- ASSIGNMENT -
Go through the data below. List every line that holds the word "kept".

- SUPPLIED RECORDS -
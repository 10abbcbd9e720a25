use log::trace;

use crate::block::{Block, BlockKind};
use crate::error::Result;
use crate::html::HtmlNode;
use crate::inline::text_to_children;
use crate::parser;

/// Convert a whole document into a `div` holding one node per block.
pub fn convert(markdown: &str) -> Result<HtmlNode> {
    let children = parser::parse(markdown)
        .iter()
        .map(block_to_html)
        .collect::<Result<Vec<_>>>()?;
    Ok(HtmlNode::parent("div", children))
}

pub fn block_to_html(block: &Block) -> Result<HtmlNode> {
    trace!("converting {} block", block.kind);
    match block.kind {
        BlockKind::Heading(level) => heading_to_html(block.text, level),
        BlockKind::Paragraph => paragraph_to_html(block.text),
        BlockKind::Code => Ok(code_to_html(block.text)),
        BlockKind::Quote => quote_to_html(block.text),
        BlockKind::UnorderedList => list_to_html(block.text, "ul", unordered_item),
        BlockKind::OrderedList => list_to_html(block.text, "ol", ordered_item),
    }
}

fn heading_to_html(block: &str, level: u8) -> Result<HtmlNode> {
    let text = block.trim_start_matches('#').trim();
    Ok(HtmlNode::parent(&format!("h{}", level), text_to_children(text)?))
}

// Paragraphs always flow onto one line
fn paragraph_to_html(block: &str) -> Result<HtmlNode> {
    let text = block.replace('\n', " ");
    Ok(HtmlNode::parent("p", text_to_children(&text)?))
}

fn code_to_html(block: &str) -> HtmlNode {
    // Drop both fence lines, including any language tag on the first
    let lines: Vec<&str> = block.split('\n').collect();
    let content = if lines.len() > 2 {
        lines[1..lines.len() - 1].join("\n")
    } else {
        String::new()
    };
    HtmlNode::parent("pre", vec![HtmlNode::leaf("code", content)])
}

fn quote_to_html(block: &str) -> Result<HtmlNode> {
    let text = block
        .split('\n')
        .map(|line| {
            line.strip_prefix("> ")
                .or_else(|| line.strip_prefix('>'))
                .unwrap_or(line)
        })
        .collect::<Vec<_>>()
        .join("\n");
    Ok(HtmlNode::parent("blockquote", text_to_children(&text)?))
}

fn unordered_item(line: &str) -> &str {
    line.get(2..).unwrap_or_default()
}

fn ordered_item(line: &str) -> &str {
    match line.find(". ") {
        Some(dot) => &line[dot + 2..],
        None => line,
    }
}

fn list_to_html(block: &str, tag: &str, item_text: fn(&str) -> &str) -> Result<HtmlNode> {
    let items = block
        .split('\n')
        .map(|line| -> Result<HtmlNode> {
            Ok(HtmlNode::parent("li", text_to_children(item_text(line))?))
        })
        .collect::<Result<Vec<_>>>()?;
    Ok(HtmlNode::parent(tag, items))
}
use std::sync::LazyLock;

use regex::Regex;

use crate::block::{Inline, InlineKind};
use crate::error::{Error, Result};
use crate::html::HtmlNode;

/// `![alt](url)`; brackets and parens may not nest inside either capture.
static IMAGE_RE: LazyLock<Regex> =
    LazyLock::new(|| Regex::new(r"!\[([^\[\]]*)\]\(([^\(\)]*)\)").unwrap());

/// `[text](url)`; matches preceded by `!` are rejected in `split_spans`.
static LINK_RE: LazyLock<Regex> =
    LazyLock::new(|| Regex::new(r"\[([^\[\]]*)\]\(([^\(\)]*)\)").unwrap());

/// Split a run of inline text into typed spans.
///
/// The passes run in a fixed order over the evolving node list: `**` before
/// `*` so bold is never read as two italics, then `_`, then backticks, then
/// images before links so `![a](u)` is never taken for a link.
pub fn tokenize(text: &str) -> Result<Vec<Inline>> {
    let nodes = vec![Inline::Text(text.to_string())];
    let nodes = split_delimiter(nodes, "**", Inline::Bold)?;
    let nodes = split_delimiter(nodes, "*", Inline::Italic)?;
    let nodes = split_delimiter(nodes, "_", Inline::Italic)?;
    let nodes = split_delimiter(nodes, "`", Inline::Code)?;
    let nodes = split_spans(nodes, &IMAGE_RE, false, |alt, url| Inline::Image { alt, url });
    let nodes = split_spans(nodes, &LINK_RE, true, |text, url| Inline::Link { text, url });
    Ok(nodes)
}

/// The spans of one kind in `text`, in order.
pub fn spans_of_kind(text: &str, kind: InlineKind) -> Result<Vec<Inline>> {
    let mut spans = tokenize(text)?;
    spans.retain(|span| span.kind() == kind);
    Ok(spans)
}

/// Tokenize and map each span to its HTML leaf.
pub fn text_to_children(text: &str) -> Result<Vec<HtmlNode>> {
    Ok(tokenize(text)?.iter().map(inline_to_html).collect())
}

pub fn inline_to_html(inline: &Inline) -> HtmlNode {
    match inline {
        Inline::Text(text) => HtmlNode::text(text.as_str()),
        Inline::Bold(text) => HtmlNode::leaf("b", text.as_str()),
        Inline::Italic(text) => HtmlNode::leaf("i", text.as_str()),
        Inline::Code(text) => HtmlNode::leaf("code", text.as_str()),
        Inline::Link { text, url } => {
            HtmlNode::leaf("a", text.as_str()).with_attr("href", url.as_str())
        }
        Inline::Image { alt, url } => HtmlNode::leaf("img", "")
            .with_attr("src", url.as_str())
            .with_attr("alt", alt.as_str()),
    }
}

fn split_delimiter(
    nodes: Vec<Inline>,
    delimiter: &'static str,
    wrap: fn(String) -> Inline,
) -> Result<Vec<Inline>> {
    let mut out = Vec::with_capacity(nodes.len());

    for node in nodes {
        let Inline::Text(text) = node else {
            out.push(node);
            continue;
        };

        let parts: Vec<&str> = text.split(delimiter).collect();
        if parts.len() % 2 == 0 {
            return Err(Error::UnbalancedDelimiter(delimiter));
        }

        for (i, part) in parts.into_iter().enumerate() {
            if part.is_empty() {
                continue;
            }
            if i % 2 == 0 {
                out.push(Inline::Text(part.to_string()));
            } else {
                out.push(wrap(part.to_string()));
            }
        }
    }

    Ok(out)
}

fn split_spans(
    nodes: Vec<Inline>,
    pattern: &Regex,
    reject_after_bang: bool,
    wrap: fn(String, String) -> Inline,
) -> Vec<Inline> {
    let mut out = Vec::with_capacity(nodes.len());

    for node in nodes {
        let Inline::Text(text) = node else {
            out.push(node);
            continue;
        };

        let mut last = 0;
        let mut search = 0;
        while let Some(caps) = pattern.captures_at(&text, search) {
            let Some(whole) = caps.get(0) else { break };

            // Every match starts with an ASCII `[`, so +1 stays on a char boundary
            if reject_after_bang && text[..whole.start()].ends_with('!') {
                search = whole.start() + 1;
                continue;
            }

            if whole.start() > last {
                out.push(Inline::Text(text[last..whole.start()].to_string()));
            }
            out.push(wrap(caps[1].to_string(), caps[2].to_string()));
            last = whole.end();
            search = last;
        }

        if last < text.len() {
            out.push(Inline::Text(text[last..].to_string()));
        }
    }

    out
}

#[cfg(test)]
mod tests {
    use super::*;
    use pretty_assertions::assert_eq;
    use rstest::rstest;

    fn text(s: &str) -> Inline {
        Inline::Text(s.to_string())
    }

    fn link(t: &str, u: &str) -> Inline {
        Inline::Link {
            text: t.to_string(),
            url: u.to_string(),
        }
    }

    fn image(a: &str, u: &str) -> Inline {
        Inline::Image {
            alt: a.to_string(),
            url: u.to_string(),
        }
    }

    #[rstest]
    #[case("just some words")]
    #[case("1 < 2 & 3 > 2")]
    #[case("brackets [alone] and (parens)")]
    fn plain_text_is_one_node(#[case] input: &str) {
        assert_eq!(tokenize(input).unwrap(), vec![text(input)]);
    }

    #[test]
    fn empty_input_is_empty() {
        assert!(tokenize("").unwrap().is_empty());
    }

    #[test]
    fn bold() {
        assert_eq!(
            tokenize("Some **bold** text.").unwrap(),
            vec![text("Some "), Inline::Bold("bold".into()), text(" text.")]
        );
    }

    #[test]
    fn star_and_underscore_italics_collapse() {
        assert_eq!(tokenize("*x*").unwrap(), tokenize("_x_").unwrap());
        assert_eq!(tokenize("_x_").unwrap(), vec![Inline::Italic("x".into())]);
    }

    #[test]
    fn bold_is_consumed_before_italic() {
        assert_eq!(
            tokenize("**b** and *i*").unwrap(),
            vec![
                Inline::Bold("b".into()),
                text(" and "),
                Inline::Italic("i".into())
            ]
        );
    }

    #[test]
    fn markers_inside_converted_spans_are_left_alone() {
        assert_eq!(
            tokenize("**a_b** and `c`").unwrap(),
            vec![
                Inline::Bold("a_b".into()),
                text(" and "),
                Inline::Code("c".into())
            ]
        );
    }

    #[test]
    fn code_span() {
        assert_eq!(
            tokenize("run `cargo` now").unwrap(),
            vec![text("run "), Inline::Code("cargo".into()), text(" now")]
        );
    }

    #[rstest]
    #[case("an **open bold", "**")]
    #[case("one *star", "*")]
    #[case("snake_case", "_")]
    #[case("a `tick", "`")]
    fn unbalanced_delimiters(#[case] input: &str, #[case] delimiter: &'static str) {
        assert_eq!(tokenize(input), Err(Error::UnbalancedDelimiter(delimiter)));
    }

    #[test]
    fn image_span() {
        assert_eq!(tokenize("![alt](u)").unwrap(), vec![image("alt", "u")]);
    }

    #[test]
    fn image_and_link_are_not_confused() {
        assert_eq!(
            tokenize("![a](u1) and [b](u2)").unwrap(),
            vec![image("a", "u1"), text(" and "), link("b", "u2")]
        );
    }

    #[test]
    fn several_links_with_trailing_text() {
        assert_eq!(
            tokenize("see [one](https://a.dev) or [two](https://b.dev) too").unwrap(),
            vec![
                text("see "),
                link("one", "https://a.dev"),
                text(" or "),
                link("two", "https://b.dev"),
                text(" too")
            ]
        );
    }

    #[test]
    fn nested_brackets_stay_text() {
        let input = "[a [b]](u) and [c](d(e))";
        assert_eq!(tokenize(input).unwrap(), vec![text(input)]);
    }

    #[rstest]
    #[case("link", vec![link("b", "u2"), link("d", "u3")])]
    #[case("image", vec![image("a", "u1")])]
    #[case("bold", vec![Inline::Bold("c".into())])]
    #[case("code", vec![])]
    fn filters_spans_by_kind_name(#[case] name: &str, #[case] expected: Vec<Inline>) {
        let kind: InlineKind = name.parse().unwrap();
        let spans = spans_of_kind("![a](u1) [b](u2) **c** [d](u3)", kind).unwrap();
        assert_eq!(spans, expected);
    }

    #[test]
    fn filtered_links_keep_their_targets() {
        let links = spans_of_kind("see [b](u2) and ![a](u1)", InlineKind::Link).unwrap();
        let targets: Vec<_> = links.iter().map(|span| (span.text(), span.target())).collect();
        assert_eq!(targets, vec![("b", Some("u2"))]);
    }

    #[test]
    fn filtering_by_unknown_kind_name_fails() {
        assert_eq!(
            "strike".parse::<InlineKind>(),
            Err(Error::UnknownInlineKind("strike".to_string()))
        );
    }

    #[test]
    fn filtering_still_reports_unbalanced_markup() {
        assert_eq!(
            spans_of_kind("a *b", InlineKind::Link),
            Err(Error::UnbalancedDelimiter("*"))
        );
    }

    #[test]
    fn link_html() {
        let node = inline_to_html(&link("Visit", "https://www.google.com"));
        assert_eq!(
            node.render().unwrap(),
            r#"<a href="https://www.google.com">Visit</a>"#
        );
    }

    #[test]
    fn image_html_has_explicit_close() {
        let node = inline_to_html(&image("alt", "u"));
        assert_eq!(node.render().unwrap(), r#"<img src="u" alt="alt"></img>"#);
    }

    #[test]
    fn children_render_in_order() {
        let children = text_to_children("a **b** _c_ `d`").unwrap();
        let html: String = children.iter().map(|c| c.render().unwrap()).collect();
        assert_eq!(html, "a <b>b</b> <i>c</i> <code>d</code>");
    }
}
--
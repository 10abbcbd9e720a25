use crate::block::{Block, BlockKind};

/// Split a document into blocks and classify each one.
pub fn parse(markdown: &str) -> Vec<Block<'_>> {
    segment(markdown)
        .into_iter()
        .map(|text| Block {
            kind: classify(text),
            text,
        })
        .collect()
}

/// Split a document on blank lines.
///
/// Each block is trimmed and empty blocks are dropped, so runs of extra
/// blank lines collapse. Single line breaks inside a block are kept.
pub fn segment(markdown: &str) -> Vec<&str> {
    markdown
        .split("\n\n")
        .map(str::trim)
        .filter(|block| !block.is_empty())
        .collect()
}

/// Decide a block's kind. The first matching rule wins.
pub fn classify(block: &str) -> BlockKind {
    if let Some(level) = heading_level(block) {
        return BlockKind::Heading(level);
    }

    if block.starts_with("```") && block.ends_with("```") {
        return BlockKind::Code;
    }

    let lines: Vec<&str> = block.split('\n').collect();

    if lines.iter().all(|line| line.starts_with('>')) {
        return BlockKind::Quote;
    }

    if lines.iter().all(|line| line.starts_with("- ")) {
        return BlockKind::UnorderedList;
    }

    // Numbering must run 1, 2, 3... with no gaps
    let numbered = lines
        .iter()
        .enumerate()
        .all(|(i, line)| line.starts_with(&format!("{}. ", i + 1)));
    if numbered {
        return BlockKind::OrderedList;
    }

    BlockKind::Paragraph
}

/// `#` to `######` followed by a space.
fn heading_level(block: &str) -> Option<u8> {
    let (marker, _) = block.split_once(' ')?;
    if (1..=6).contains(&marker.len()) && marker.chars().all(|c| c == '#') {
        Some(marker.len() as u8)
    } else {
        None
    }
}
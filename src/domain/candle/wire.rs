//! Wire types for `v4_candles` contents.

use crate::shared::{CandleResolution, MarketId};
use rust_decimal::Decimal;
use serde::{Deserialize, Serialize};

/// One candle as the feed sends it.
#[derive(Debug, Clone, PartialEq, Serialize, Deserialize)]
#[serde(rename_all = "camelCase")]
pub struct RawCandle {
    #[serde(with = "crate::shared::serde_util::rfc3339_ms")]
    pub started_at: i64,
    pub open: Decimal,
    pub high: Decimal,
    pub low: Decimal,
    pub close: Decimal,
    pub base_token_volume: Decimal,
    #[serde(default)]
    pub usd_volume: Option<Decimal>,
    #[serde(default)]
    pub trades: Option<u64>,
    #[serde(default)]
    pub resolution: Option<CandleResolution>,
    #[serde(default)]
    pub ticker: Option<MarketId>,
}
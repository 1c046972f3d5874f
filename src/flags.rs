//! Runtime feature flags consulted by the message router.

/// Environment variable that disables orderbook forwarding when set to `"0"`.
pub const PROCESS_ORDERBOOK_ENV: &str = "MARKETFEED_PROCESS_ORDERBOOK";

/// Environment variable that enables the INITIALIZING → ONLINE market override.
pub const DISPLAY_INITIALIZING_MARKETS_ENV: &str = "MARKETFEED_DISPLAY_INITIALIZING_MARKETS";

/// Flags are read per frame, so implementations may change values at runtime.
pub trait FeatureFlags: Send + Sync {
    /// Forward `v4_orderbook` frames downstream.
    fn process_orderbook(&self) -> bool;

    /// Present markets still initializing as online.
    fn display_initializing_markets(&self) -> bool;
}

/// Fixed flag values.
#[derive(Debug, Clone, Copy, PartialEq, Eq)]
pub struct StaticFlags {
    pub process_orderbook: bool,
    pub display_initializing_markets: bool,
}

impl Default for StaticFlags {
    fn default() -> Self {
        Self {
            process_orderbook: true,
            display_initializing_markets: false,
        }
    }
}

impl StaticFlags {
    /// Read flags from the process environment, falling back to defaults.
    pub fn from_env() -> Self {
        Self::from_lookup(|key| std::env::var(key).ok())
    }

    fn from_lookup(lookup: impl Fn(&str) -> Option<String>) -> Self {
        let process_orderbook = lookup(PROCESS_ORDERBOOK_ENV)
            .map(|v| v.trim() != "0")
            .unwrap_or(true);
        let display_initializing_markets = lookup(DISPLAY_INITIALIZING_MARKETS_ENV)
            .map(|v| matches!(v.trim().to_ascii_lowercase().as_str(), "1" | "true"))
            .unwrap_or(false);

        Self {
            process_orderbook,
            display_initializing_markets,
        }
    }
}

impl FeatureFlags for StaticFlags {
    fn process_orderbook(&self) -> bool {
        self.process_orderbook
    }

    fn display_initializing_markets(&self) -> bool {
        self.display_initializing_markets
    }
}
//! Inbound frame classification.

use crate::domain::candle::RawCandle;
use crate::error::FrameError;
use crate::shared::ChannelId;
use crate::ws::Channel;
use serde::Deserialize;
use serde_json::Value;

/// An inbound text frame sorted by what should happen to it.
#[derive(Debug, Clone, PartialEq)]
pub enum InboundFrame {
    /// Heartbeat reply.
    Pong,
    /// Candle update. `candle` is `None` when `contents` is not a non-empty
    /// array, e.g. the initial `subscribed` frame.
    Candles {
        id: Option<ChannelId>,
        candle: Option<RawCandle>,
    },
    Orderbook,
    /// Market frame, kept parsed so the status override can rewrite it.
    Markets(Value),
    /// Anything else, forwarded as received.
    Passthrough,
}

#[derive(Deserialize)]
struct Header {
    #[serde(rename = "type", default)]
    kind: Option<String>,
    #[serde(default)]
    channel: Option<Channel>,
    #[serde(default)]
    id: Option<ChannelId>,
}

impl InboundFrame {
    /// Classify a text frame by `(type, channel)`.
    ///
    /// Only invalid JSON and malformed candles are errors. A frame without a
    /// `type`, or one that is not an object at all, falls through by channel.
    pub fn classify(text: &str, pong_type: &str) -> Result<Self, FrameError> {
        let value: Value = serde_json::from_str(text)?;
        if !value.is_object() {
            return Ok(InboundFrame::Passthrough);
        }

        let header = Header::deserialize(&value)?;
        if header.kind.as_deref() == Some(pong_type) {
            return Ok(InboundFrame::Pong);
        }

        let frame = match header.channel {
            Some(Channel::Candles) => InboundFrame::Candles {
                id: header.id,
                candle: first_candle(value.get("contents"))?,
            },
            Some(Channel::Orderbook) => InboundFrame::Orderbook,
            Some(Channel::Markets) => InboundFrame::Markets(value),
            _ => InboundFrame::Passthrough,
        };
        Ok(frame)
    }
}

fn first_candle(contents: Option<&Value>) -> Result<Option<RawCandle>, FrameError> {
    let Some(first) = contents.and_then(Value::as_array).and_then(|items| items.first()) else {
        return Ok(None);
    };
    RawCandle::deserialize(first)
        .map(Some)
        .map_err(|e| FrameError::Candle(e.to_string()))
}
* * *
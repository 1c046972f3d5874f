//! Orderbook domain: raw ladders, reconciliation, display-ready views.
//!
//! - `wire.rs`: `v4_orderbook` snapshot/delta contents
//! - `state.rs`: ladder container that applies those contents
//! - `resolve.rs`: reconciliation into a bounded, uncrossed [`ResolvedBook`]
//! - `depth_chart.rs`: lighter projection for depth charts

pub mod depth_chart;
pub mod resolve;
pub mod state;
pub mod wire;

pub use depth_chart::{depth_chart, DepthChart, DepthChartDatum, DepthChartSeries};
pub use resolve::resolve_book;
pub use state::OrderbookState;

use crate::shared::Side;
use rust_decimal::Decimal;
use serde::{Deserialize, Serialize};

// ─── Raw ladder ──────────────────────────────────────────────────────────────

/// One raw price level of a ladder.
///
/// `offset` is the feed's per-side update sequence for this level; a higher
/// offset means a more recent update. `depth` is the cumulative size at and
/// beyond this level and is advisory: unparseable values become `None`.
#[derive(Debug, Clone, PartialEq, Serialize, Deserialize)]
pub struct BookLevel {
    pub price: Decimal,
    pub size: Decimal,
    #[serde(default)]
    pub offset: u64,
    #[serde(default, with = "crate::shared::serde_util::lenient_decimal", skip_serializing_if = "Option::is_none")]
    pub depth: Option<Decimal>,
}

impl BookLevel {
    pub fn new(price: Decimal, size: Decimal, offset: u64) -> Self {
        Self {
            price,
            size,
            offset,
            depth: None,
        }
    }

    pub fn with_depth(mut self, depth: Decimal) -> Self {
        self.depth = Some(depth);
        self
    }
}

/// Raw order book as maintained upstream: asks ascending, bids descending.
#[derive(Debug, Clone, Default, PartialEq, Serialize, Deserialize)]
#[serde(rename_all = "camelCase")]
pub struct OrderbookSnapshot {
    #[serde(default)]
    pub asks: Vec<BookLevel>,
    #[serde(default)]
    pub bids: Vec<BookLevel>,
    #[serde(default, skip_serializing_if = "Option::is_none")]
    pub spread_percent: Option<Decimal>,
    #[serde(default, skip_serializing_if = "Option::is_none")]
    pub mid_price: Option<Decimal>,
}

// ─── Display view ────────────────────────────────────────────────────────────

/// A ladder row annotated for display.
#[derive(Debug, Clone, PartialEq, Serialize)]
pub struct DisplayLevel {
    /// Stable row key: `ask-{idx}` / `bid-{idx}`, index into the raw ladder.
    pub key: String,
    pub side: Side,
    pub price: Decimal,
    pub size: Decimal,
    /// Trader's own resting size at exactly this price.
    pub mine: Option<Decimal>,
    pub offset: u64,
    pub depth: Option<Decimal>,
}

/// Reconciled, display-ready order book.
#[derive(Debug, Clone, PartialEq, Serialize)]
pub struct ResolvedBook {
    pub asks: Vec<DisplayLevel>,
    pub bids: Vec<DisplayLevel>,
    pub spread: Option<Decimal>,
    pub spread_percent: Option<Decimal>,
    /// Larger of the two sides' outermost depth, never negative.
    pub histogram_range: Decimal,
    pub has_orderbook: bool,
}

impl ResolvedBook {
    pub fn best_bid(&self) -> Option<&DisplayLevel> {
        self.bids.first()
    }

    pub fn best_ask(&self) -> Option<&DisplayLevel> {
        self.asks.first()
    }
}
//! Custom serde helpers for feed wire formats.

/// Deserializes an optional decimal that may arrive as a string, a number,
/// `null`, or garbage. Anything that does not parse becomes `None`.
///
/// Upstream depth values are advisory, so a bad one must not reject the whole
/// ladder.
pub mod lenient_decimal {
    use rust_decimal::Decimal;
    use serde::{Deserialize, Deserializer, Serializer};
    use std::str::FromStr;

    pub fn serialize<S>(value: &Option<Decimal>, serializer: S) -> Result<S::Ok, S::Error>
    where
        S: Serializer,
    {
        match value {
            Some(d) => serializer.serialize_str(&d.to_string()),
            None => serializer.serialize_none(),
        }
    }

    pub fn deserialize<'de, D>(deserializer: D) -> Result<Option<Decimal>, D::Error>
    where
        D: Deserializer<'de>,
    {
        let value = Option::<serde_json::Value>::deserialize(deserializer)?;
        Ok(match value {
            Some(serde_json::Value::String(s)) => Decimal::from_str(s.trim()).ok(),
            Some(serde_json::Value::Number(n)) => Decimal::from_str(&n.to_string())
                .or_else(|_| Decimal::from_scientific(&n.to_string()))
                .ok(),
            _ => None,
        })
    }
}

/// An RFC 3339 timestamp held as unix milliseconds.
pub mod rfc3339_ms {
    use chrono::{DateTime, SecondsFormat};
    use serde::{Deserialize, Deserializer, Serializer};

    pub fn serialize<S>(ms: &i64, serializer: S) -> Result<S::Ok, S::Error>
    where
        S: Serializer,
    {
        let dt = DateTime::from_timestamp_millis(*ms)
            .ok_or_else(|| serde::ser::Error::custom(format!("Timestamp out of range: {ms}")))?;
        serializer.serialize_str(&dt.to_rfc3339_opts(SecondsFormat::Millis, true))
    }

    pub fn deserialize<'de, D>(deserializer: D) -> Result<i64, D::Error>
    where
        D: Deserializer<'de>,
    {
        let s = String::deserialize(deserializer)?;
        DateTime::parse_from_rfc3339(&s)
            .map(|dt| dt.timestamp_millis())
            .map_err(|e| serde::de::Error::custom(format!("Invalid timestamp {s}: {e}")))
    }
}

- TASK RESULT -
/// blank lines collapse. Single line breaks inside a block are kept.
    /// Market frame, kept parsed so the status override can rewrite it.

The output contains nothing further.